(DATASET EXCERPTS)

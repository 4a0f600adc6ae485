//! ABI type descriptors
//!
//! A [`ParamType`] is the parsed form of a type string such as `uint256`,
//! `bytes32[3]` or `tuple(address to, uint8 n)[]`. It is pure metadata: the
//! coder factory turns it into a coder tree, and nothing mutates it during
//! encode or decode.
//!
//! Parsing checks the grammar only. Elementary names are not validated here
//! (`uint9` parses fine); the coder factory rejects invalid widths.

use serde::{Deserialize, Serialize};
use std::fmt;
use std::str::FromStr;

use crate::error::{AbiError, AbiResult};

/// Deepest nesting the type-string parser accepts
pub const MAX_TYPE_DEPTH: usize = 64;

/// Length of an array type
#[derive(Debug, Clone, Copy, PartialEq, Eq, Hash)]
pub enum ArrayLength {
    /// `T[]`, prefixed by an element count on the wire
    Dynamic,
    /// `T[K]`, no count word
    Fixed(usize),
}

/// Structure of a parameter type
#[derive(Debug, Clone, PartialEq, Eq, Hash)]
pub enum ParamKind {
    /// `address`, `bool`, `string`, `bytes`, `bytesN`, `uintN`, `intN`, ...
    Elementary(String),
    /// `T[]` or `T[K]`
    Array {
        child: Box<ParamType>,
        length: ArrayLength,
    },
    /// `tuple(...)` / `(...)`
    Tuple(Vec<ParamType>),
    /// The explicitly empty `""` slot
    Empty,
}

/// A parsed ABI parameter type
#[derive(Debug, Clone, PartialEq, Eq, Hash, Serialize, Deserialize)]
#[serde(try_from = "JsonParam", into = "JsonParam")]
pub struct ParamType {
    /// Optional label; never affects the wire encoding
    pub name: Option<String>,
    /// Event parameter flag, `None` outside of events
    pub indexed: Option<bool>,
    pub kind: ParamKind,
}

/// Output style of [`ParamType::format`]
#[derive(Debug, Clone, Copy, PartialEq, Eq)]
pub enum FormatType {
    /// Canonical form used for selectors: `(address,uint8)[]`
    Sighash,
    /// Human-readable form with names: `tuple(address to, uint8 n)[] items`
    Full,
}

impl ParamType {
    pub fn elementary(type_name: impl Into<String>) -> Self {
        Self::from_kind(ParamKind::Elementary(normalize_elementary(type_name.into())))
    }

    pub fn array(child: ParamType, length: ArrayLength) -> Self {
        Self::from_kind(ParamKind::Array {
            child: Box::new(child),
            length,
        })
    }

    pub fn tuple(components: Vec<ParamType>) -> Self {
        Self::from_kind(ParamKind::Tuple(components))
    }

    pub fn empty() -> Self {
        Self::from_kind(ParamKind::Empty)
    }

    fn from_kind(kind: ParamKind) -> Self {
        Self {
            name: None,
            indexed: None,
            kind,
        }
    }

    /// Attach a label
    pub fn with_name(mut self, name: impl Into<String>) -> Self {
        let name = name.into();
        self.name = if name.is_empty() { None } else { Some(name) };
        self
    }

    /// Mark as an indexed event parameter
    pub fn with_indexed(mut self, indexed: bool) -> Self {
        self.indexed = Some(indexed);
        self
    }

    /// Parse a type string, e.g. `uint256`, `(address,bool)[]`, `string name`
    pub fn parse(s: &str) -> AbiResult<Self> {
        let trimmed = s.trim();
        if trimmed.is_empty() {
            return Ok(Self::empty());
        }

        let mut parser = Parser::new(trimmed);
        let param = parser.parse_param(0)?;
        parser.skip_ws();
        if !parser.at_end() {
            return Err(parser.error("unexpected trailing characters"));
        }
        Ok(param)
    }

    /// `array`, `tuple`, `""` or the elementary type name
    pub fn base_type(&self) -> &str {
        match &self.kind {
            ParamKind::Elementary(name) => name,
            ParamKind::Array { .. } => "array",
            ParamKind::Tuple(_) => "tuple",
            ParamKind::Empty => "",
        }
    }

    /// Declared length for arrays: `-1` for dynamic arrays, `None` otherwise
    pub fn array_length(&self) -> Option<isize> {
        match &self.kind {
            ParamKind::Array {
                length: ArrayLength::Dynamic,
                ..
            } => Some(-1),
            ParamKind::Array {
                length: ArrayLength::Fixed(n),
                ..
            } => Some(*n as isize),
            _ => None,
        }
    }

    pub fn array_children(&self) -> Option<&ParamType> {
        match &self.kind {
            ParamKind::Array { child, .. } => Some(child),
            _ => None,
        }
    }

    pub fn components(&self) -> Option<&[ParamType]> {
        match &self.kind {
            ParamKind::Tuple(components) => Some(components),
            _ => None,
        }
    }

    /// Nesting depth: 0 for elementary types, +1 per array or tuple level
    pub fn depth(&self) -> usize {
        match &self.kind {
            ParamKind::Elementary(_) | ParamKind::Empty => 0,
            ParamKind::Array { child, .. } => 1 + child.depth(),
            ParamKind::Tuple(components) => {
                1 + components.iter().map(|c| c.depth()).max().unwrap_or(0)
            }
        }
    }

    /// Canonical type string, the form used in signatures
    pub fn type_string(&self) -> String {
        self.format(FormatType::Sighash)
    }

    pub fn format(&self, format: FormatType) -> String {
        let mut out = self.format_kind(format);
        if format == FormatType::Full {
            if self.indexed == Some(true) {
                out.push_str(" indexed");
            }
            if let Some(name) = &self.name {
                out.push(' ');
                out.push_str(name);
            }
        }
        out
    }

    fn format_kind(&self, format: FormatType) -> String {
        match &self.kind {
            ParamKind::Elementary(name) => name.clone(),
            ParamKind::Empty => String::new(),
            ParamKind::Array { child, length } => {
                let suffix = match length {
                    ArrayLength::Dynamic => "[]".to_string(),
                    ArrayLength::Fixed(n) => format!("[{}]", n),
                };
                format!("{}{}", child.format_kind(format), suffix)
            }
            ParamKind::Tuple(components) => match format {
                FormatType::Sighash => {
                    let inner = components
                        .iter()
                        .map(|c| c.format(format))
                        .collect::<Vec<_>>()
                        .join(",");
                    format!("({})", inner)
                }
                FormatType::Full => {
                    let inner = components
                        .iter()
                        .map(|c| c.format(format))
                        .collect::<Vec<_>>()
                        .join(", ");
                    format!("tuple({})", inner)
                }
            },
        }
    }
}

(End DATASET EXCERPTS)

*EXERCISE DIRECTIONS*.
Return every entry exactly; no line may be missing.

*SOLUTION TO THIS TASK*.
repository 4a0f600adc6ae485
//! ABI type descriptors
//!
//! A [`ParamType`] is the parsed form of a type string such as `uint256`,
//! `bytes32[3]` or `tuple(address to, uint8 n)[]`. It is pure metadata: the
//! coder factory turns it into a coder tree, and nothing mutates it during
//! encode or decode.
//!
//! Parsing checks the grammar only. Elementary names are not validated here
//! (`uint9` parses fine); the coder factory rejects invalid widths.

use serde::{Deserialize, Serialize};
use std::fmt;
use std::str::FromStr;

use crate::error::{AbiError, AbiResult};

/// Deepest nesting the type-string parser accepts
pub const MAX_TYPE_DEPTH: usize = 64;

/// Length of an array type
#[derive(Debug, Clone, Copy, PartialEq, Eq, Hash)]
pub enum ArrayLength {
    /// `T[]`, prefixed by an element count on the wire
    Dynamic,
    /// `T[K]`, no count word
    Fixed(usize),
}

/// Structure of a parameter type
#[derive(Debug, Clone, PartialEq, Eq, Hash)]
pub enum ParamKind {
    /// `address`, `bool`, `string`, `bytes`, `bytesN`, `uintN`, `intN`, ...
    Elementary(String),
    /// `T[]` or `T[K]`
    Array {
        child: Box<ParamType>,
        length: ArrayLength,
    },
    /// `tuple(...)` / `(...)`
    Tuple(Vec<ParamType>),
    /// The explicitly empty `""` slot
    Empty,
}

/// A parsed ABI parameter type
#[derive(Debug, Clone, PartialEq, Eq, Hash, Serialize, Deserialize)]
#[serde(try_from = "JsonParam", into = "JsonParam")]
pub struct ParamType {
    /// Optional label; never affects the wire encoding
    pub name: Option<String>,
    /// Event parameter flag, `None` outside of events
    pub indexed: Option<bool>,
    pub kind: ParamKind,
}

/// Output style of [`ParamType::format`]
#[derive(Debug, Clone, Copy, PartialEq, Eq)]
pub enum FormatType {
    /// Canonical form used for selectors: `(address,uint8)[]`
    Sighash,
    /// Human-readable form with names: `tuple(address to, uint8 n)[] items`
    Full,
}

impl ParamType {
    pub fn elementary(type_name: impl Into<String>) -> Self {
        Self::from_kind(ParamKind::Elementary(normalize_elementary(type_name.into())))
    }

    pub fn array(child: ParamType, length: ArrayLength) -> Self {
        Self::from_kind(ParamKind::Array {
            child: Box::new(child),
            length,
        })
    }

    pub fn tuple(components: Vec<ParamType>) -> Self {
        Self::from_kind(ParamKind::Tuple(components))
    }

    pub fn empty() -> Self {
        Self::from_kind(ParamKind::Empty)
    }

    fn from_kind(kind: ParamKind) -> Self {
        Self {
            name: None,
            indexed: None,
            kind,
        }
    }

    /// Attach a label
    pub fn with_name(mut self, name: impl Into<String>) -> Self {
        let name = name.into();
        self.name = if name.is_empty() { None } else { Some(name) };
        self
    }

    /// Mark as an indexed event parameter
    pub fn with_indexed(mut self, indexed: bool) -> Self {
        self.indexed = Some(indexed);
        self
    }

    /// Parse a type string, e.g. `uint256`, `(address,bool)[]`, `string name`
    pub fn parse(s: &str) -> AbiResult<Self> {
        let trimmed = s.trim();
        if trimmed.is_empty() {
            return Ok(Self::empty());
        }

        let mut parser = Parser::new(trimmed);
        let param = parser.parse_param(0)?;
        parser.skip_ws();
        if !parser.at_end() {
            return Err(parser.error("unexpected trailing characters"));
        }
        Ok(param)
    }

    /// `array`, `tuple`, `""` or the elementary type name
    pub fn base_type(&self) -> &str {
        match &self.kind {
            ParamKind::Elementary(name) => name,
            ParamKind::Array { .. } => "array",
            ParamKind::Tuple(_) => "tuple",
            ParamKind::Empty => "",
        }
    }

    /// Declared length for arrays: `-1` for dynamic arrays, `None` otherwise
    pub fn array_length(&self) -> Option<isize> {
        match &self.kind {
            ParamKind::Array {
                length: ArrayLength::Dynamic,
                ..
            } => Some(-1),
            ParamKind::Array {
                length: ArrayLength::Fixed(n),
                ..
            } => Some(*n as isize),
            _ => None,
        }
    }

    pub fn array_children(&self) -> Option<&ParamType> {
        match &self.kind {
            ParamKind::Array { child, .. } => Some(child),
            _ => None,
        }
    }

    pub fn components(&self) -> Option<&[ParamType]> {
        match &self.kind {
            ParamKind::Tuple(components) => Some(components),
            _ => None,
        }
    }

    /// Nesting depth: 0 for elementary types, +1 per array or tuple level
    pub fn depth(&self) -> usize {
        match &self.kind {
            ParamKind::Elementary(_) | ParamKind::Empty => 0,
            ParamKind::Array { child, .. } => 1 + child.depth(),
            ParamKind::Tuple(components) => {
                1 + components.iter().map(|c| c.depth()).max().unwrap_or(0)
            }
        }
    }

    /// Canonical type string, the form used in signatures
    pub fn type_string(&self) -> String {
        self.format(FormatType::Sighash)
    }

    pub fn format(&self, format: FormatType) -> String {
        let mut out = self.format_kind(format);
        if format == FormatType::Full {
            if self.indexed == Some(true) {
                out.push_str(" indexed");
            }
            if let Some(name) = &self.name {
                out.push(' ');
                out.push_str(name);
            }
        }
        out
    }

    fn format_kind(&self, format: FormatType) -> String {
        match &self.kind {
            ParamKind::Elementary(name) => name.clone(),
            ParamKind::Empty => String::new(),
            ParamKind::Array { child, length } => {
                let suffix = match length {
                    ArrayLength::Dynamic => "[]".to_string(),
                    ArrayLength::Fixed(n) => format!("[{}]", n),
                };
                format!("{}{}", child.format_kind(format), suffix)
            }
            ParamKind::Tuple(components) => match format {
                FormatType::Sighash => {
                    let inner = components
                        .iter()
                        .map(|c| c.format(format))
                        .collect::<Vec<_>>()
                        .join(",");
                    format!("({})", inner)
                }
                FormatType::Full => {
                    let inner = components
                        .iter()
                        .map(|c| c.format(format))
                        .collect::<Vec<_>>()
                        .join(", ");
                    format!("tuple({})", inner)
                }
            },
        }
    }
}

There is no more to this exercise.